It's too cold on Mars for water to be liquid, so canals are not going to work.

Pipes?

...would need to be constantly heated, so they would require quite a lot of energy.

Hydrogen balloons?

The atmosphere on Mars is very thin. Hydrogen zeppelins would work in theory, but they would generate even less excess lifting force compared to their size than on Earth. But there are some interesting proposals for using balloons for mars exploration. Here is a paper about the topic.

ATVs?

You mean the Automated Transfer Vehicle from ESA? It might be better to use a cargo module which is actually designed to land.

But suborbital rocket flights for cargo transport might in fact not be as stupid as it sounds. The lower gravity and thinner atmosphere on Mars make them far more viable than on Earth. And you could repurpose a lot of the rocketry hardware which brought you to Mars in the first place.
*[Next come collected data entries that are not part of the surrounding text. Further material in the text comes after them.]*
impl<C: PixelColor> GraphicMenu<C> {
    /// Create a renderer for a display of `size`
    ///
    /// # Errors
    ///
    /// [`BuilderError::TooFewLines`] if the display fits fewer than two rows
    /// below the title bar, [`BuilderError::TooNarrow`] if it is narrower
    /// than [`MIN_WIDTH`].
    pub fn new(size: Size, theme: Theme<C>) -> Result<Self, BuilderError> {
        if size.width < MIN_WIDTH {
            return Err(BuilderError::TooNarrow { width: size.width });
        }
        let lines = (size.height / LINE_SIZE).saturating_sub(1);
        if lines < 2 {
            return Err(BuilderError::TooFewLines { lines });
        }
        Ok(Self {
            size,
            theme,
            font: &FONT_6X10,
        })
    }

    /// Use another monospaced font
    ///
    /// Fonts taller than about 12 pixels don't fit the rows.
    pub fn with_font(mut self, font: &'static MonoFont<'static>) -> Self {
        self.font = font;
        self
    }

    /// Number of rows below the title bar
    pub fn lines(&self) -> u32 {
        self.size.height / LINE_SIZE - 1
    }

    /// Display size
    pub fn size(&self) -> Size {
        self.size
    }

    /// Colour scheme
    pub fn theme(&self) -> &Theme<C> {
        &self.theme
    }

    /// Colour scheme, mutable
    pub fn theme_mut(&mut self) -> &mut Theme<C> {
        &mut self.theme
    }

    /// Render the selected item of `menu`
    ///
    /// The whole screen is redrawn.
    pub fn draw<D>(&self, menu: &Menu, target: &mut D) -> Result<(), D::Error>
    where
        D: DrawTarget<Color = C>,
    {
        let item = menu.selected();
        log::trace!("graphics: drawing {}", item.title());

        self.fill(Point::zero(), self.size, self.theme.background, target)?;
        self.draw_title(&title(item), target)?;

        match Screen::of(item) {
            Screen::List(group) => self.draw_list(group, target),
            Screen::Value(item) => self.draw_value(&item.label(), target),
            Screen::Text(group) => {
                self.draw_value(&group.text_value(), target)?;
                self.draw_text_indicator(group.len(), group.index(), target)
            }
            Screen::Waveform {
                samples,
                loop_points,
            } => {
                self.draw_chart(&self.waveform_points(samples), target)?;
                if let Some((start, end)) = loop_points {
                    self.draw_marker(self.loop_marker_x(start), target)?;
                    self.draw_marker(self.loop_marker_x(end), target)?;
                }
                Ok(())
            }
            Screen::Envelope(group) => {
                self.draw_chart(&self.envelope_points(&envelope_values(group)), target)?;
                let span = self.size.width.saturating_sub(INDICATOR_STROKE) as f32;
                self.draw_marker(round(envelope_marker(group) * span), target)
            }
        }
    }

    /// Scrollbar for `index` of `len` rows
    pub fn scrollbar(&self, index: usize, len: usize) -> Option<Rectangle> {
        if len == 0 {
            return None;
        }
        let body = self.size.height - LINE_SIZE;
        let height = body / len as u32;
        let travel = (body - height) as usize;
        let y = LINE_SIZE as usize + travel * index / (len - 1).max(1);
        Some(Rectangle::new(
            Point::new((self.size.width - SCROLLBAR_WIDTH) as i32, y as i32),
            Size::new(SCROLLBAR_WIDTH, height),
        ))
    }

    /// Height of the chart area below the title bar
    fn chart_height(&self) -> i32 {
        (self.size.height - LINE_SIZE - 1) as i32
    }

    /// Top of the chart area
    fn chart_top(&self) -> i32 {
        (LINE_SIZE + 1) as i32
    }

    /// Chart outline of `samples`, resampled to a quarter of the width
    pub fn waveform_points(&self, samples: &[i16]) -> Vec<Point> {
        if samples.is_empty() {
            return Vec::new();
        }
        let width = self.size.width;
        let count = (width / WAVEFORM_RESOLUTION).clamp(1, width.max(1));
        let height = self.chart_height();
        let step = samples.len() as f32 / count as f32;

        (0..count)
            .map(|i| {
                let position = i as f32 * step;
                let index = position as usize;
                let fraction = position - index as f32;
                let current = f32::from(samples[index.min(samples.len() - 1)]);
                let next = f32::from(samples[(index + 1).min(samples.len() - 1)]);
                let sample = current + (next - current) * fraction;

                let y = ((1.0 - sample / 32767.0) * height as f32 / 2.0) as i32;
                let y = y.clamp(0, height - INDICATOR_STROKE as i32);
                Point::new((i * width / count) as i32, self.chart_top() + y)
            })
            .collect()
    }

    /// Chart outline of an envelope from `(time, level)` segments
    ///
    /// Every segment but the last starts where the previous one ended; the
    /// last one is measured back from the right edge.
    pub fn envelope_points(&self, values: &[(f32, f32)]) -> Vec<Point> {
        let right = self.size.width.saturating_sub(1) as f32;
        let floor = self.chart_height() - INDICATOR_STROKE as i32;
        let parts = (values.len() + 1) as f32;
        let top = self.chart_top();

        let mut points = Vec::with_capacity(values.len() + 2);
        points.push(Point::new(0, top + floor));
        let mut x = 0;
        for (i, &(time, level)) in values.iter().enumerate() {
            x = if i + 1 < values.len() {
                x + round(time / parts * right)
            } else {
                round((1.0 - time / parts) * right)
            };
            points.push(Point::new(x, top + round((1.0 - level) * floor as f32)));
        }
        points.push(Point::new(right as i32, top + floor));
        points
    }

    fn loop_marker_x(&self, value: f32) -> i32 {
        let limit = self.size.width.saturating_sub(INDICATOR_STROKE) as i32;
        ((value * self.size.width as f32) as i32).clamp(0, limit)
    }

    fn fill<D>(&self, origin: Point, size: Size, color: C, target: &mut D) -> Result<(), D::Error>
    where
        D: DrawTarget<Color = C>,
    {
        Rectangle::new(origin, size)
            .into_styled(PrimitiveStyle::with_fill(color))
            .draw(target)
    }

    fn text<D>(
        &self,
        text: &str,
        position: Point,
        alignment: Alignment,
        color: C,
        target: &mut D,
    ) -> Result<(), D::Error>
    where
        D: DrawTarget<Color = C>,
    {
        let style = MonoTextStyle::new(self.font, color);
        let layout = TextStyleBuilder::new()
            .alignment(alignment)
            .baseline(Baseline::Middle)
            .build();
        Text::with_text_style(text, position, style, layout).draw(target)?;
        Ok(())
    }

    fn draw_title<D>(&self, title: &str, target: &mut D) -> Result<(), D::Error>
    where
        D: DrawTarget<Color = C>,
    {
        self.fill(
            Point::zero(),
            Size::new(self.size.width, LINE_SIZE),
            self.theme.title_background,
            target,
        )?;
        self.text(
            title,
            Point::new((self.size.width / 2) as i32, (LINE_SIZE / 2) as i32),
            Alignment::Center,
            self.theme.title_label,
            target,
        )
    }

    fn draw_list<D>(&self, group: &Group, target: &mut D) -> Result<(), D::Error>
    where
        D: DrawTarget<Color = C>,
    {
        let len = group.len();
        if len == 0 {
            return Ok(());
        }
        let index = group.index();
        let mut position = scroll_start(index, len, self.lines(), group.is_looping());
        for line in 0..self.lines() {
            if group.is_looping() || position < len as i32 {
                let wrapped = position.rem_euclid(len as i32) as usize;
                if let Some(item) = group.item(wrapped) {
                    self.draw_row(line, item, position == index as i32, target)?;
                }
            }
            position += 1;
        }
        match self.scrollbar(index, len) {
            Some(bar) => self.fill(bar.top_left, bar.size, self.theme.indicator, target),
            None => Ok(()),
        }
    }

    fn draw_row<D>(&self, line: u32, item: &Item, selected: bool, target: &mut D) -> Result<(), D::Error>
    where
        D: DrawTarget<Color = C>,
    {
        let (border, background, title, label) = self.theme.row(selected);
        let width = self.size.width - SCROLLBAR_WIDTH;
        let top = (LINE_SIZE * (line + 1)) as i32;
        let middle = top + (LINE_SIZE / 2) as i32;

        self.fill(Point::new(0, top), Size::new(width, LINE_SIZE), border, target)?;
        self.fill(
            Point::new(BORDER_WIDTH as i32, top + BORDER_WIDTH as i32),
            Size::new(width - BORDER_WIDTH * 2, LINE_SIZE - BORDER_WIDTH * 2),
            background,
            target,
        )?;
        self.text(
            item.title().trim(),
            Point::new((BORDER_WIDTH + PADDING) as i32, middle),
            Alignment::Left,
            title,
            target,
        )?;
        self.text(
            item.label().trim(),
            Point::new((width - BORDER_WIDTH - PADDING) as i32, middle),
            Alignment::Right,
            label,
            target,
        )
    }

    fn body_center(&self) -> Point {
        Point::new(
            (self.size.width / 2) as i32,
            (LINE_SIZE + (self.size.height - LINE_SIZE) / 2) as i32,
        )
    }

    fn draw_value<D>(&self, label: &str, target: &mut D) -> Result<(), D::Error>
    where
        D: DrawTarget<Color = C>,
    {
        self.text(
            label,
            self.body_center(),
            Alignment::Center,
            self.theme.item_label,
            target,
        )
    }

    /// Underline below character `index` of a centred `len` character text
    fn draw_text_indicator<D>(&self, len: usize, index: usize, target: &mut D) -> Result<(), D::Error>
    where
        D: DrawTarget<Color = C>,
    {
        let advance = (self.font.character_size.width + self.font.character_spacing) as i32;
        let x = (self.size.width as i32 - advance * len as i32) / 2 + advance * index as i32;
        let y = self.body_center().y
            + (self.font.character_size.height / 2) as i32
            + INDICATOR_MARGIN as i32;
        self.fill(
            Point::new(x, y),
            Size::new(self.font.character_size.width.saturating_sub(1), INDICATOR_STROKE),
            self.theme.indicator,
            target,
        )
    }

    fn draw_chart<D>(&self, points: &[Point], target: &mut D) -> Result<(), D::Error>
    where
        D: DrawTarget<Color = C>,
    {
        Polyline::new(points)
            .into_styled(PrimitiveStyle::with_stroke(self.theme.indicator, INDICATOR_STROKE))
            .draw(target)
    }

    /// Vertical marker across the chart at `x`
    fn draw_marker<D>(&self, x: i32, target: &mut D) -> Result<(), D::Error>
    where
        D: DrawTarget<Color = C>,
    {
        let margin = INDICATOR_MARGIN as i32;
        let height = (self.chart_height() - margin * 2).max(0) as u32;
        self.fill(
            Point::new(x, self.chart_top() + margin),
            Size::new(INDICATOR_STROKE, height),
            self.theme.indicator,
            target,
        )
    }
}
...or do you mean in fact "All Terrain Vehicles"? Transporting cargo by rover will likely be the default solution for a while. An autonomous rover would take about a week to bring a load of ice from the pole to the equator. But it will be hard to design a rover with a range of 5000km, especially without fossil fuels.

Trains?

Building train tracks can be profitable if you want to transport very large amounts of material. But it's hard to calculate the break-even point in comparison to trackless trucks, especially because it's hard to calculate the cost of manufacturing rails on Mars.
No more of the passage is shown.